▶ [DIRECTIONS]:
Your output must match the records below character for character.

DATA IN THIS EXERCISE Start Marker

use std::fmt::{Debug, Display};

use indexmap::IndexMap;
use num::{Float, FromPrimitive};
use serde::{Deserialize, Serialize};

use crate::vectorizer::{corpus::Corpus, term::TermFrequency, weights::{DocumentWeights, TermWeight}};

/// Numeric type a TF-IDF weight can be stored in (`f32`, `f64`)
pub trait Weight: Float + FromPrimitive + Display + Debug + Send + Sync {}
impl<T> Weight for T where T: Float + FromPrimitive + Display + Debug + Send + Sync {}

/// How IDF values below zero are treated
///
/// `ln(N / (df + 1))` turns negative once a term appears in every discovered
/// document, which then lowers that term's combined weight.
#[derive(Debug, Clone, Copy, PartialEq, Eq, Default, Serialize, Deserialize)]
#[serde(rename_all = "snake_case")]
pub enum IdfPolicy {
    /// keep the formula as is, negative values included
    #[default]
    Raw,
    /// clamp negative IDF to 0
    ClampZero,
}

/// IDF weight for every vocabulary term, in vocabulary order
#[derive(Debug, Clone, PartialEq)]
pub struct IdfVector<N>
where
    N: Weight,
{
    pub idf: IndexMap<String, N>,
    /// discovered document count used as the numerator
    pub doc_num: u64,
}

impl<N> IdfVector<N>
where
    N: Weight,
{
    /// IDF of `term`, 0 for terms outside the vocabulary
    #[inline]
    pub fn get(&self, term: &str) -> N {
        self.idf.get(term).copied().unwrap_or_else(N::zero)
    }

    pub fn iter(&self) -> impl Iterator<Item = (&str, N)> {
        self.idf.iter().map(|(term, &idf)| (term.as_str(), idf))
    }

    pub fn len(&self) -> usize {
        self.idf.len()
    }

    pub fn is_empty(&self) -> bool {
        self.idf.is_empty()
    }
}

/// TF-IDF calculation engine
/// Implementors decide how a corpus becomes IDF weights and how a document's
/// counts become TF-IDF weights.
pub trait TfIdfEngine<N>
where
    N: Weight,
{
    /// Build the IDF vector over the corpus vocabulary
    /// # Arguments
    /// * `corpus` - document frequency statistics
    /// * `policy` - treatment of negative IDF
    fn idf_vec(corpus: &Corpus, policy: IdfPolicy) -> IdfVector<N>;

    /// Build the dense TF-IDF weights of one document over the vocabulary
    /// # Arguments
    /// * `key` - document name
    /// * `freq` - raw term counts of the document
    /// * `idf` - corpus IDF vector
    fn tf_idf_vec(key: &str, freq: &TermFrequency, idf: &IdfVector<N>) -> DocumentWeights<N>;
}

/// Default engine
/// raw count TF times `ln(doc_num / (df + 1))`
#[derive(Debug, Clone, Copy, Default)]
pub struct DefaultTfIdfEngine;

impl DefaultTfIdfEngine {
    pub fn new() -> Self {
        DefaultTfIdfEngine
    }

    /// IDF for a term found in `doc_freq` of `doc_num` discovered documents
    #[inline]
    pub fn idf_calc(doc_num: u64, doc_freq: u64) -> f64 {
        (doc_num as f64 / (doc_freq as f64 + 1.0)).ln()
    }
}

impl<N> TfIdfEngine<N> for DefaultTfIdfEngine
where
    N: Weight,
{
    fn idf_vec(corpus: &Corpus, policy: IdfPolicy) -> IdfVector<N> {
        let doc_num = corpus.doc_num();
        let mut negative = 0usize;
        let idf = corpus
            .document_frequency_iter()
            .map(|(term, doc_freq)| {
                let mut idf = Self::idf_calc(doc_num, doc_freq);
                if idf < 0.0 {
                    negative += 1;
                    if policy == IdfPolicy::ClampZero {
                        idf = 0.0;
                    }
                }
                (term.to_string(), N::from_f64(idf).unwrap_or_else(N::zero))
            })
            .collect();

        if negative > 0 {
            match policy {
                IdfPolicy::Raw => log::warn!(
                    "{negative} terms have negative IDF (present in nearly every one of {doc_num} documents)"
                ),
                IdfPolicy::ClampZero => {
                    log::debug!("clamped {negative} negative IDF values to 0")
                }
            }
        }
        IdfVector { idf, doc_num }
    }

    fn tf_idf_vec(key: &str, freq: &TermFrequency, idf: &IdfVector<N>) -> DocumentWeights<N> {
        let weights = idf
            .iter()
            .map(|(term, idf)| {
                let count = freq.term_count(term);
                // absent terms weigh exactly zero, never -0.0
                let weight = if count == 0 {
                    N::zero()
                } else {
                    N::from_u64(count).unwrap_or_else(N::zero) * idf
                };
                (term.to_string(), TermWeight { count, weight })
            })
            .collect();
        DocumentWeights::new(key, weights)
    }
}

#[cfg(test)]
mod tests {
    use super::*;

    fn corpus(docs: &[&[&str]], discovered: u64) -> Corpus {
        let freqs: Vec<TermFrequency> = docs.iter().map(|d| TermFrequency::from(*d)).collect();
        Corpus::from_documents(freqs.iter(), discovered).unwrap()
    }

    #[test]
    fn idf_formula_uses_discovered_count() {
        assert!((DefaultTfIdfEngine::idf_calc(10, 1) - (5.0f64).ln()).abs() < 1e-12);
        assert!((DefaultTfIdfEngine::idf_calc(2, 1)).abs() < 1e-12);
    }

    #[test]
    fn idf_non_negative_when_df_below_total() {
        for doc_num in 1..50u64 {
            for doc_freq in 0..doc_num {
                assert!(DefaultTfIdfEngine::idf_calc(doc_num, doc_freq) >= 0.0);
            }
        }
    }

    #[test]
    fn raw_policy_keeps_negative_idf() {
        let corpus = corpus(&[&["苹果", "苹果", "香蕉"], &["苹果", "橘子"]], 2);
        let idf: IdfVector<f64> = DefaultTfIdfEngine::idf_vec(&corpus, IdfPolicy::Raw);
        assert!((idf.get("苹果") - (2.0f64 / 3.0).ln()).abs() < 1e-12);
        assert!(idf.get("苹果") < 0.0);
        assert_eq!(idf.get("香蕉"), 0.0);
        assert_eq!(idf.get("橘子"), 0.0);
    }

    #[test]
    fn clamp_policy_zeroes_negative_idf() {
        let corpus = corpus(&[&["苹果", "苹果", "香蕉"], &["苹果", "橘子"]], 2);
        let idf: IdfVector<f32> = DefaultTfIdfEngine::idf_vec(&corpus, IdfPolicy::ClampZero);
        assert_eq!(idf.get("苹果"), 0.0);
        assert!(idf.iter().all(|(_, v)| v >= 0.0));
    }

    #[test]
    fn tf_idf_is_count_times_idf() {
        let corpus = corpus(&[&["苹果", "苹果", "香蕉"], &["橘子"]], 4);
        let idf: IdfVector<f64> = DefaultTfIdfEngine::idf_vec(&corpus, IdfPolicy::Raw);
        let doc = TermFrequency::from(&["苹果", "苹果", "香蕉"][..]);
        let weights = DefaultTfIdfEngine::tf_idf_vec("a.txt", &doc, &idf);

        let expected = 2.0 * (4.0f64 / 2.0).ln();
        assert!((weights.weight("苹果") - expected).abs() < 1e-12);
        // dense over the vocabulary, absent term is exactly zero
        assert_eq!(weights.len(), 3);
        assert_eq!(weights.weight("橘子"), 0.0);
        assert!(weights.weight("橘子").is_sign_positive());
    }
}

DATA IN THIS EXERCISE End Marker

▶ [SOLUTION TO THE EXERCISE]:
use std::fmt::{Debug, Display};

use indexmap::IndexMap;
use num::{Float, FromPrimitive};
use serde::{Deserialize, Serialize};

use crate::vectorizer::{corpus::Corpus, term::TermFrequency, weights::{DocumentWeights, TermWeight}};

/// Numeric type a TF-IDF weight can be stored in (`f32`, `f64`)
pub trait Weight: Float + FromPrimitive + Display + Debug + Send + Sync {}
impl<T> Weight for T where T: Float + FromPrimitive + Display + Debug + Send + Sync {}

/// How IDF values below zero are treated
///
/// `ln(N / (df + 1))` turns negative once a term appears in every discovered
/// document, which then lowers that term's combined weight.
#[derive(Debug, Clone, Copy, PartialEq, Eq, Default, Serialize, Deserialize)]
#[serde(rename_all = "snake_case")]
pub enum IdfPolicy {
    /// keep the formula as is, negative values included
    #[default]
    Raw,
    /// clamp negative IDF to 0
    ClampZero,
}

/// IDF weight for every vocabulary term, in vocabulary order
#[derive(Debug, Clone, PartialEq)]
pub struct IdfVector<N>
where
    N: Weight,
{
    pub idf: IndexMap<String, N>,
    /// discovered document count used as the numerator
    pub doc_num: u64,
}

impl<N> IdfVector<N>
where
    N: Weight,
{
    /// IDF of `term`, 0 for terms outside the vocabulary
    #[inline]
    pub fn get(&self, term: &str) -> N {
        self.idf.get(term).copied().unwrap_or_else(N::zero)
    }

    pub fn iter(&self) -> impl Iterator<Item = (&str, N)> {
        self.idf.iter().map(|(term, &idf)| (term.as_str(), idf))
    }

    pub fn len(&self) -> usize {
        self.idf.len()
    }

    pub fn is_empty(&self) -> bool {
        self.idf.is_empty()
    }
}

/// TF-IDF calculation engine
/// Implementors decide how a corpus becomes IDF weights and how a document's
/// counts become TF-IDF weights.
pub trait TfIdfEngine<N>
where
    N: Weight,
{
    /// Build the IDF vector over the corpus vocabulary
    /// # Arguments
    /// * `corpus` - document frequency statistics
    /// * `policy` - treatment of negative IDF
    fn idf_vec(corpus: &Corpus, policy: IdfPolicy) -> IdfVector<N>;

    /// Build the dense TF-IDF weights of one document over the vocabulary
    /// # Arguments
    /// * `key` - document name
    /// * `freq` - raw term counts of the document
    /// * `idf` - corpus IDF vector
    fn tf_idf_vec(key: &str, freq: &TermFrequency, idf: &IdfVector<N>) -> DocumentWeights<N>;
}

/// Default engine
/// raw count TF times `ln(doc_num / (df + 1))`
#[derive(Debug, Clone, Copy, Default)]
pub struct DefaultTfIdfEngine;

impl DefaultTfIdfEngine {
    pub fn new() -> Self {
        DefaultTfIdfEngine
    }

    /// IDF for a term found in `doc_freq` of `doc_num` discovered documents
    #[inline]
    pub fn idf_calc(doc_num: u64, doc_freq: u64) -> f64 {
        (doc_num as f64 / (doc_freq as f64 + 1.0)).ln()
    }
}

impl<N> TfIdfEngine<N> for DefaultTfIdfEngine
where
    N: Weight,
{
    fn idf_vec(corpus: &Corpus, policy: IdfPolicy) -> IdfVector<N> {
        let doc_num = corpus.doc_num();
        let mut negative = 0usize;
        let idf = corpus
            .document_frequency_iter()
            .map(|(term, doc_freq)| {
                let mut idf = Self::idf_calc(doc_num, doc_freq);
                if idf < 0.0 {
                    negative += 1;
                    if policy == IdfPolicy::ClampZero {
                        idf = 0.0;
                    }
                }
                (term.to_string(), N::from_f64(idf).unwrap_or_else(N::zero))
            })
            .collect();

        if negative > 0 {
            match policy {
                IdfPolicy::Raw => log::warn!(
                    "{negative} terms have negative IDF (present in nearly every one of {doc_num} documents)"
                ),
                IdfPolicy::ClampZero => {
                    log::debug!("clamped {negative} negative IDF values to 0")
                }
            }
        }
        IdfVector { idf, doc_num }
    }

    fn tf_idf_vec(key: &str, freq: &TermFrequency, idf: &IdfVector<N>) -> DocumentWeights<N> {
        let weights = idf
            .iter()
            .map(|(term, idf)| {
                let count = freq.term_count(term);
                // absent terms weigh exactly zero, never -0.0
                let weight = if count == 0 {
                    N::zero()
                } else {
                    N::from_u64(count).unwrap_or_else(N::zero) * idf
                };
                (term.to_string(), TermWeight { count, weight })
            })
            .collect();
        DocumentWeights::new(key, weights)
    }
}

#[cfg(test)]
mod tests {
    use super::*;

    fn corpus(docs: &[&[&str]], discovered: u64) -> Corpus {
        let freqs: Vec<TermFrequency> = docs.iter().map(|d| TermFrequency::from(*d)).collect();
        Corpus::from_documents(freqs.iter(), discovered).unwrap()
    }

    #[test]
    fn idf_formula_uses_discovered_count() {
        assert!((DefaultTfIdfEngine::idf_calc(10, 1) - (5.0f64).ln()).abs() < 1e-12);
        assert!((DefaultTfIdfEngine::idf_calc(2, 1)).abs() < 1e-12);
    }

    #[test]
    fn idf_non_negative_when_df_below_total() {
        for doc_num in 1..50u64 {
            for doc_freq in 0..doc_num {
                assert!(DefaultTfIdfEngine::idf_calc(doc_num, doc_freq) >= 0.0);
            }
        }
    }

    #[test]
    fn raw_policy_keeps_negative_idf() {
        let corpus = corpus(&[&["苹果", "苹果", "香蕉"], &["苹果", "橘子"]], 2);
        let idf: IdfVector<f64> = DefaultTfIdfEngine::idf_vec(&corpus, IdfPolicy::Raw);
        assert!((idf.get("苹果") - (2.0f64 / 3.0).ln()).abs() < 1e-12);
        assert!(idf.get("苹果") < 0.0);
        assert_eq!(idf.get("香蕉"), 0.0);
        assert_eq!(idf.get("橘子"), 0.0);
    }

    #[test]
    fn clamp_policy_zeroes_negative_idf() {
        let corpus = corpus(&[&["苹果", "苹果", "香蕉"], &["苹果", "橘子"]], 2);
        let idf: IdfVector<f32> = DefaultTfIdfEngine::idf_vec(&corpus, IdfPolicy::ClampZero);
        assert_eq!(idf.get("苹果"), 0.0);
        assert!(idf.iter().all(|(_, v)| v >= 0.0));
    }

    #[test]
    fn tf_idf_is_count_times_idf() {
        let corpus = corpus(&[&["苹果", "苹果", "香蕉"], &["橘子"]], 4);
        let idf: IdfVector<f64> = DefaultTfIdfEngine::idf_vec(&corpus, IdfPolicy::Raw);
        let doc = TermFrequency::from(&["苹果", "苹果", "香蕉"][..]);
        let weights = DefaultTfIdfEngine::tf_idf_vec("a.txt", &doc, &idf);

        let expected = 2.0 * (4.0f64 / 2.0).ln();
        assert!((weights.weight("苹果") - expected).abs() < 1e-12);
        // dense over the vocabulary, absent term is exactly zero
        assert_eq!(weights.len(), 3);
        assert_eq!(weights.weight("橘子"), 0.0);
        assert!(weights.weight("橘子").is_sign_positive());
    }
}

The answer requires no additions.